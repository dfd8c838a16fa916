use crate::core::inversion::{InversionParams, NSBASInversion, NSBASMatrixFactory, DEFAULT_GAMMA};
use crate::core::lstsq::BatchLstsqParams;
use crate::core::pairs::Pairs;
use crate::core::tsmodels::LinearModel;
use crate::types::{InsarError, InsarResult, TimeUnit};
use chrono::NaiveDate;
use ndarray::Array2;
use serde::{Deserialize, Serialize};
use std::fmt;

/// Cumulative baseline of every acquisition, relative to the first one
#[derive(Debug, Clone, PartialEq, Serialize, Deserialize)]
pub struct Baselines {
    dates: Vec<NaiveDate>,
    values: Vec<f64>,
}

impl Baselines {
    /// Create baselines from dates in any order; they are stored sorted by date
    pub fn new(dates: Vec<NaiveDate>, values: Vec<f64>) -> InsarResult<Self> {
        if dates.len() != values.len() {
            return Err(InsarError::Shape(format!(
                "The length of dates ({}) and values ({}) should be the same",
                dates.len(),
                values.len()
            )));
        }
        let mut entries: Vec<(NaiveDate, f64)> = dates.into_iter().zip(values).collect();
        entries.sort_by_key(|(date, _)| *date);
        if let Some(w) = entries.windows(2).find(|w| w[0].0 == w[1].0) {
            return Err(InsarError::InvalidDate(format!(
                "duplicate baseline date {}",
                w[0].0
            )));
        }
        let (dates, values) = entries.into_iter().unzip();
        Ok(Self { dates, values })
    }

    /// Invert pair-wise values (one per pair) into cumulative values per date.
    ///
    /// Uses an NSBAS inversion regularized by a linear model so that
    /// disconnected sub-networks still get consistent values.
    pub fn from_pair_wise(pairs: &Pairs, values: &[f64]) -> InsarResult<Self> {
        if values.len() != pairs.len() {
            return Err(InsarError::Shape(format!(
                "{} values given for {} pairs",
                values.len(),
                pairs.len()
            )));
        }
        let model = LinearModel::new(pairs.dates(), TimeUnit::Day)?;
        let unw = Array2::from_shape_vec((values.len(), 1), values.to_vec())
            .map_err(|e| InsarError::Shape(e.to_string()))?;
        let factory = NSBASMatrixFactory::new(unw, pairs.clone(), Some(Box::new(model)), DEFAULT_GAMMA)?;

        let params = InversionParams {
            batch: BatchLstsqParams {
                progress: false,
                ..BatchLstsqParams::default()
            },
            ..InversionParams::default()
        };
        let result = NSBASInversion::with_params(&factory, params).inverse()?;
        let cumulative = result.cumulative();

        Self::new(pairs.dates().to_vec(), cumulative.column(0).to_vec())
    }

    /// Pair-wise differences `value[secondary] - value[primary]` keyed by pair name
    pub fn to_pair_wise(&self, pairs: &Pairs) -> InsarResult<Vec<(String, f64)>> {
        pairs
            .iter()
            .map(|pair| {
                let primary = self.value_at(pair.primary())?;
                let secondary = self.value_at(pair.secondary())?;
                Ok((pair.name(), secondary - primary))
            })
            .collect()
    }

    fn value_at(&self, date: NaiveDate) -> InsarResult<f64> {
        self.get(date)
            .ok_or_else(|| InsarError::InvalidDate(format!("no baseline for date {}", date)))
    }

    /// Baseline of `date`, if it is an acquisition
    pub fn get(&self, date: NaiveDate) -> Option<f64> {
        self.dates
            .binary_search(&date)
            .ok()
            .map(|i| self.values[i])
    }

    pub fn dates(&self) -> &[NaiveDate] {
        &self.dates
    }

    pub fn values(&self) -> &[f64] {
        &self.values
    }

    pub fn len(&self) -> usize {
        self.values.len()
    }

    pub fn is_empty(&self) -> bool {
        self.values.is_empty()
    }

    /// `(date, value)` of every acquisition
    pub fn iter(&self) -> impl Iterator<Item = (NaiveDate, f64)> + '_ {
        self.dates.iter().copied().zip(self.values.iter().copied())
    }
}

impl fmt::Display for Baselines {
    fn fmt(&self, f: &mut fmt::Formatter<'_>) -> fmt::Result {
        write!(f, "Baselines(num={})", self.len())
    }
}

##########

Problem requirements: Every entry is to be repeated precisely as it stands.

Response box:
repository dfd8c838a16fa916
use crate::core::inversion::{InversionParams, NSBASInversion, NSBASMatrixFactory, DEFAULT_GAMMA};
use crate::core::lstsq::BatchLstsqParams;
use crate::core::pairs::Pairs;
use crate::core::tsmodels::LinearModel;
use crate::types::{InsarError, InsarResult, TimeUnit};
use chrono::NaiveDate;
use ndarray::Array2;
use serde::{Deserialize, Serialize};
use std::fmt;

/// Cumulative baseline of every acquisition, relative to the first one
#[derive(Debug, Clone, PartialEq, Serialize, Deserialize)]
pub struct Baselines {
    dates: Vec<NaiveDate>,
    values: Vec<f64>,
}

impl Baselines {
    /// Create baselines from dates in any order; they are stored sorted by date
    pub fn new(dates: Vec<NaiveDate>, values: Vec<f64>) -> InsarResult<Self> {
        if dates.len() != values.len() {
            return Err(InsarError::Shape(format!(
                "The length of dates ({}) and values ({}) should be the same",
                dates.len(),
                values.len()
            )));
        }
        let mut entries: Vec<(NaiveDate, f64)> = dates.into_iter().zip(values).collect();
        entries.sort_by_key(|(date, _)| *date);
        if let Some(w) = entries.windows(2).find(|w| w[0].0 == w[1].0) {
            return Err(InsarError::InvalidDate(format!(
                "duplicate baseline date {}",
                w[0].0
            )));
        }
        let (dates, values) = entries.into_iter().unzip();
        Ok(Self { dates, values })
    }

    /// Invert pair-wise values (one per pair) into cumulative values per date.
    ///
    /// Uses an NSBAS inversion regularized by a linear model so that
    /// disconnected sub-networks still get consistent values.
    pub fn from_pair_wise(pairs: &Pairs, values: &[f64]) -> InsarResult<Self> {
        if values.len() != pairs.len() {
            return Err(InsarError::Shape(format!(
                "{} values given for {} pairs",
                values.len(),
                pairs.len()
            )));
        }
        let model = LinearModel::new(pairs.dates(), TimeUnit::Day)?;
        let unw = Array2::from_shape_vec((values.len(), 1), values.to_vec())
            .map_err(|e| InsarError::Shape(e.to_string()))?;
        let factory = NSBASMatrixFactory::new(unw, pairs.clone(), Some(Box::new(model)), DEFAULT_GAMMA)?;

        let params = InversionParams {
            batch: BatchLstsqParams {
                progress: false,
                ..BatchLstsqParams::default()
            },
            ..InversionParams::default()
        };
        let result = NSBASInversion::with_params(&factory, params).inverse()?;
        let cumulative = result.cumulative();

        Self::new(pairs.dates().to_vec(), cumulative.column(0).to_vec())
    }

    /// Pair-wise differences `value[secondary] - value[primary]` keyed by pair name
    pub fn to_pair_wise(&self, pairs: &Pairs) -> InsarResult<Vec<(String, f64)>> {
        pairs
            .iter()
            .map(|pair| {
                let primary = self.value_at(pair.primary())?;
                let secondary = self.value_at(pair.secondary())?;
                Ok((pair.name(), secondary - primary))
            })
            .collect()
    }

    fn value_at(&self, date: NaiveDate) -> InsarResult<f64> {
        self.get(date)
            .ok_or_else(|| InsarError::InvalidDate(format!("no baseline for date {}", date)))
    }

    /// Baseline of `date`, if it is an acquisition
    pub fn get(&self, date: NaiveDate) -> Option<f64> {
        self.dates
            .binary_search(&date)
            .ok()
            .map(|i| self.values[i])
    }

    pub fn dates(&self) -> &[NaiveDate] {
        &self.dates
    }

    pub fn values(&self) -> &[f64] {
        &self.values
    }

    pub fn len(&self) -> usize {
        self.values.len()
    }

    pub fn is_empty(&self) -> bool {
        self.values.is_empty()
    }

    /// `(date, value)` of every acquisition
    pub fn iter(&self) -> impl Iterator<Item = (NaiveDate, f64)> + '_ {
        self.dates.iter().copied().zip(self.values.iter().copied())
    }
}

impl fmt::Display for Baselines {
    fn fmt(&self, f: &mut fmt::Formatter<'_>) -> fmt::Result {
        write!(f, "Baselines(num={})", self.len())
    }
}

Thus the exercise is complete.